The group had then said that its exit from “non-core” markets and geographies would raise up to £125 million over the next 12 months, while the group strategic review would include further annual cost savings.
On its liquidation move, Carillion in a statement to the London Stock Exchange, said: “Despite considerable efforts those discussions have not been successful, and the board of Carillion has therefore concluded that it had no choice but to take steps to enter into compulsory liquidation with immediate effect.”
An application was made to the high court for a compulsory liquidation of Carillion before the opening of business on Monday and an order has been granted to appoint the official receiver as the liquidator, said the report.
The accountancy firm PricewaterhouseCoopers (PwC) is likely to be named as special manager to act on behalf of the official receiver and handle the collapse of Carillion, which employs 43,000 people worldwide, including nearly 20,000 in the UK.
Balfour Beatty, the international infrastructure group, said it is in joint venture with Carillion on three projects: the Aberdeen Western Peripheral Route, the A14 in Cambridgeshire and the M60 Junction 8 to M62 Junction 20 scheme.
The company pointed out that it will continue to work with its customers and meet contractual commitments.
The cash impact to Balfour Beatty is likely to be an outflow in the range of £35 million to £45 million in 2018, said the company in a statement.
The profit impact of Carillion’s compulsory liquidation would be recorded as an exceptional non-underlying charge in the income statement, it stated.
Balfour Beatty clarified that it does not have any other material financial exposure to Carillion.
Carillion said the government would provide funding necessary to maintain the public services carried out by its staff, subcontractors and suppliers, reported The Guardian.

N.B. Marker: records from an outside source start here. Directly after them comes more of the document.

use leptos::*;
use share_inbox::{use_share_inbox, AcceptedShare, ShareSource};

#[component]
pub fn SiteApp() -> impl IntoView {
    let latest = use_share_inbox();

    view! {
        <main class="site-root">
            <h1>"Link Share"</h1>
            {move || match latest.get() {
                Some(share) => view! { <SharedLink share=share /> }.into_view(),
                None => view! {
                    <p class="share-empty">"Share a link to this app to open it here."</p>
                }
                .into_view(),
            }}
        </main>
    }
}

#[component]
fn SharedLink(share: AcceptedShare) -> impl IntoView {
    let label = source_label(share.source);
    let input = share.input.as_str().to_string();
    let title = (!share.payload.title.is_empty()).then(|| share.payload.title.clone());

    view! {
        <section class="shared-link">
            <p class="shared-source">{label}</p>
            {title.map(|title| view! { <h2>{title}</h2> })}
            <p class="shared-input">{input}</p>
        </section>
    }
}

fn source_label(source: ShareSource) -> &'static str {
    match source {
        ShareSource::LiveMessage => "Shared just now",
        ShareSource::PendingSlot => "Shared while the app was closed",
        ShareSource::QueryParams => "Shared from the link",
    }
}

#[cfg(test)]
mod tests {
    use super::*;

    #[test]
    fn every_source_has_a_distinct_label() {
        let labels = [
            source_label(ShareSource::LiveMessage),
            source_label(ShareSource::PendingSlot),
            source_label(ShareSource::QueryParams),
        ];
        assert_ne!(labels[0], labels[1]);
        assert_ne!(labels[1], labels[2]);
        assert_ne!(labels[0], labels[2]);
    }
}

The government has urged workers to go to work as usual and promised them they would be paid via the official receiver.
Rebecca Long-Bailey, the shadow secretary of state for business, energy and industrial strategy, told BBC Radio 4’s Today programme that big job losses could be avoided “if the government acts quickly and brings contracts back in-house”.
The firm is involved in many public infrastructure projects – from transport and health to education and defence – and provides other vital public services such as cleaning and catering in NHS hospitals, the provision of school dinners in nearly 900 schools and prison maintenance.
The Cabinet Office minister, David Lidington, said some services would be taken in-house while others would be handed to other operators “in a managed, organised fashion”.
He defended the government’s decision not to bail out the company and pointed to contingency plans drawn up following Carillion’s first profit warning in July. This means that contracts were drawn up so that if Carillion failed, other contractors would take over its responsibilities.
Carillion ran into financial difficulties last year after issuing three profit warnings in five months and writing down more than £1 billion from the value of contracts.
Philip Green, the company’s chairman, said: “This is a very sad day for Carillion, for our colleagues, suppliers and customers that we have been proud to serve over many years. Over recent months, huge efforts have been made to restructure Carillion to deliver its sustainable future."
“In recent days, however, we have been unable to secure the funding to support our business plan and it is therefore with the deepest regret that we have arrived at this decision,” he added.